Project Summary/Abstract. With over 800 members, the largest family of human membrane proteins is the G-
protein coupled receptors (GPCRs, also called seven transmembrane receptors), which account for somewhere
between 30 and 40% of pharmaceutical targets. The significance of the family has fueled a flurry of structure
determination work with an explosion of new structures reported in just the last few years. Over the same period,
a lipidomic revolution has changed our view of the membrane environment of GPCRs — it is remarkably complex
and tightly regulated, with distinct lipid compositions in different tissues and in different cellular compartments.

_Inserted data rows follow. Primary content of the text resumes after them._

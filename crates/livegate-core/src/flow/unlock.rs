//! The unlock application: wait for the manager, collect the credential and
//! follow the manager's verdict.

use crate::bootstrap::{BootstrapDecision, EnvironmentFlags, SessionBootstrap};
use crate::config::UserSetting;
use crate::error::LivegateError;
use crate::event::{EventLoop, EventSender};
use crate::flow::{guarded, GENERIC_ERROR};
use crate::pages::{ActionSet, Page, PageController};
use crate::unlock::{SignalReaction, UnlockClient};
use livegate_provider::{ManagerService, ManagerSignal, SessionEnvironment, SignalSink};
use log::{debug, info, warn};
use std::sync::Arc;
use std::thread;
use std::time::Duration;
use zeroize::Zeroizing;

/// Pages of the unlock application.
#[derive(Debug, Clone, Copy, PartialEq, Eq)]
pub enum UnlockPage {
    Wait,
    Credential,
    Unlocking,
    Done,
    Error,
}

impl Page for UnlockPage {
    fn default_actions(self) -> ActionSet {
        match self {
            UnlockPage::Wait | UnlockPage::Unlocking => ActionSet::NONE,
            UnlockPage::Credential => ActionSet::NONE.with_ok(),
            UnlockPage::Done | UnlockPage::Error => ActionSet::CLOSE_ONLY,
        }
    }

    fn error_page() -> Self {
        UnlockPage::Error
    }

    fn title(self) -> &'static str {
        match self {
            UnlockPage::Wait => "Please wait",
            UnlockPage::Credential => "Enter your password",
            UnlockPage::Unlocking => "Unlocking",
            UnlockPage::Done => "Unlocked",
            UnlockPage::Error => "Error",
        }
    }
}

/// Everything the unlock application reacts to.
pub enum UnlockEvent {
    Signal(ManagerSignal),
    Credential(Zeroizing<String>),
    Close,
}

impl std::fmt::Debug for UnlockEvent {
    fn fmt(&self, f: &mut std::fmt::Formatter<'_>) -> std::fmt::Result {
        match self {
            UnlockEvent::Signal(signal) => f.debug_tuple("Signal").field(signal).finish(),
            UnlockEvent::Credential(_) => f.write_str("Credential(..)"),
            UnlockEvent::Close => f.write_str("Close"),
        }
    }
}

/// Build a signal sink that forwards manager signals onto the loop.
pub fn signal_sink(events: EventSender<UnlockEvent>) -> SignalSink {
    Arc::new(move |signal| {
        if !events.post(UnlockEvent::Signal(signal)) {
            debug!("unlock loop gone; dropping manager signal");
        }
    })
}

/// Poll until the graphical session is reachable, then apply user settings.
///
/// `max_polls` of `None` waits forever. Returns whether the environment got
/// defined.
pub fn prepare_session<N: SessionEnvironment>(
    env: &mut N,
    settings: &[UserSetting],
    poll: Duration,
    max_polls: Option<u32>,
) -> bool {
    let mut polls: u32 = 0;
    while !env.define_ui_environment() {
        polls = polls.saturating_add(1);
        if max_polls.is_some_and(|max| polls >= max) {
            warn!("no graphical session after {polls} attempt(s)");
            return false;
        }
        debug!("graphical session not ready; retrying in {poll:?}");
        thread::sleep(poll);
    }
    for setting in settings {
        env.user_setting_set(&setting.schema, &setting.key, &setting.value);
    }
    info!("UI environment defined; applied {} setting(s)", settings.len());
    true
}

/// Unlock application state and event handling.
pub struct UnlockFlow<S, N> {
    client: UnlockClient<S>,
    env: N,
    pages: PageController<UnlockPage>,
    events: EventLoop<UnlockEvent>,
    notifications: u32,
    closed: bool,
}

impl<S: ManagerService, N: SessionEnvironment> UnlockFlow<S, N> {
    pub fn new(client: UnlockClient<S>, env: N, events: EventLoop<UnlockEvent>) -> Self {
        Self {
            client,
            env,
            pages: PageController::new(UnlockPage::Wait),
            events,
            notifications: 0,
            closed: false,
        }
    }

    pub fn pages(&self) -> &PageController<UnlockPage> {
        &self.pages
    }

    pub fn pages_mut(&mut self) -> &mut PageController<UnlockPage> {
        &mut self.pages
    }

    pub fn client(&self) -> &UnlockClient<S> {
        &self.client
    }

    pub fn sender(&self) -> EventSender<UnlockEvent> {
        self.events.sender()
    }

    /// Notifications surfaced so far.
    pub fn notifications(&self) -> u32 {
        self.notifications
    }

    pub fn is_closed(&self) -> bool {
        self.closed
    }

    /// Query the manager and pick the first page.
    pub fn start(&mut self) -> BootstrapDecision {
        let status = self.client.query_status();
        let unlocked = self.client.is_unlocked().unwrap_or(false);
        let flags = match &status {
            Some(status) => EnvironmentFlags::from_status(status, unlocked),
            None => {
                warn!("manager status unknown; offering credential entry");
                EnvironmentFlags {
                    initialized: true,
                    unlocked,
                    ..EnvironmentFlags::default()
                }
            }
        };

        let decision = SessionBootstrap::new(flags).run();
        match &decision {
            BootstrapDecision::Fatal(message) => {
                self.pages.show_fatal_error(message.clone());
            }
            BootstrapDecision::Initialize | BootstrapDecision::Authenticate => {
                self.pages.show_page(UnlockPage::Credential, None);
            }
            BootstrapDecision::Menu => {
                self.pages.show_page(UnlockPage::Done, None);
            }
        }
        decision
    }

    /// Handle events until the application is closed.
    pub fn run(&mut self) {
        while !self.closed {
            match self.events.next() {
                Some(event) => self.dispatch(event),
                None => break,
            }
        }
    }

    /// Handle every event already queued; used by tests and polling front-ends.
    pub fn run_pending(&mut self) -> usize {
        let mut handled = 0;
        while let Some(event) = self.events.try_next() {
            self.dispatch(event);
            handled += 1;
        }
        handled
    }

    /// Handle one event, containing any panic it causes.
    pub fn dispatch(&mut self, event: UnlockEvent) {
        if guarded("unlock event", || self.handle(event)).is_none() {
            self.pages.show_fatal_error(GENERIC_ERROR);
        }
    }

    fn handle(&mut self, event: UnlockEvent) {
        match event {
            UnlockEvent::Signal(signal) => self.on_signal(signal),
            UnlockEvent::Credential(secret) => self.on_credential(secret),
            UnlockEvent::Close => {
                if self.pages.state().actions.close {
                    info!("unlock application closed");
                    self.closed = true;
                } else {
                    debug!("close requested while not offered");
                }
            }
        }
    }

    fn on_signal(&mut self, signal: ManagerSignal) {
        match self.client.handle_signal(signal) {
            SignalReaction::RetryCredential => {
                self.pages.show_page(UnlockPage::Credential, None);
            }
            SignalReaction::Fatal(message) => {
                self.pages.show_fatal_error(message);
            }
            SignalReaction::Done => {
                self.pages.show_page(UnlockPage::Done, None);
            }
            SignalReaction::Notify(message) => {
                self.env.notify(&message);
                self.notifications += 1;
            }
            SignalReaction::Nothing => {}
        }
    }

    fn on_credential(&mut self, secret: Zeroizing<String>) {
        if self.pages.current() != UnlockPage::Credential {
            warn!(
                "credential submitted on page {:?}; ignoring",
                self.pages.current()
            );
            return;
        }
        match self.client.request_unlock(&secret) {
            Ok(()) => {
                self.pages.show_page(UnlockPage::Unlocking, None);
            }
            Err(LivegateError::UnlockNotAllowed(reason)) => {
                warn!("unlock refused locally: {reason}");
            }
            Err(err) => {
                self.pages
                    .show_message(UnlockPage::Credential, err.to_string(), None);
            }
        }
    }
}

There is abundant evidence that lipids regulate GPCRs. But how does the membrane regulate GPCR
function? For example, the fully active state of a GPCR (the A2A adenosine receptor) is favored by negatively
charged lipids. But, how do we quantify “favors activation?” Answering this very basic question would advance
work that focuses on understanding mechanism in specific targets (like the A2A receptor), or other GPCRs, or
indeed any IMP for which conformational changes couple to the lipids. It would also allow surveying such
mechanisms across entire families (like the GPCRs), to understand lipid regulation across very different
membranes and physiological contexts. And, it would provide a path to quantitatively compare results from well-
controlled model systems and more physiological membrane environments — most GPCRs traffic to the plasma
membrane, which has a complex and asymmetric lipid composition. We propose to pursue this question through
a campaign of simulations and experimental measurements, tightly coordinated and organized by a
thermodynamic model for lipid regulation. By comparing across different GPCRs, membrane environments, and
between different receptor states, we will learn what aspects of functional lipid interactions are conserved, and
also how they vary.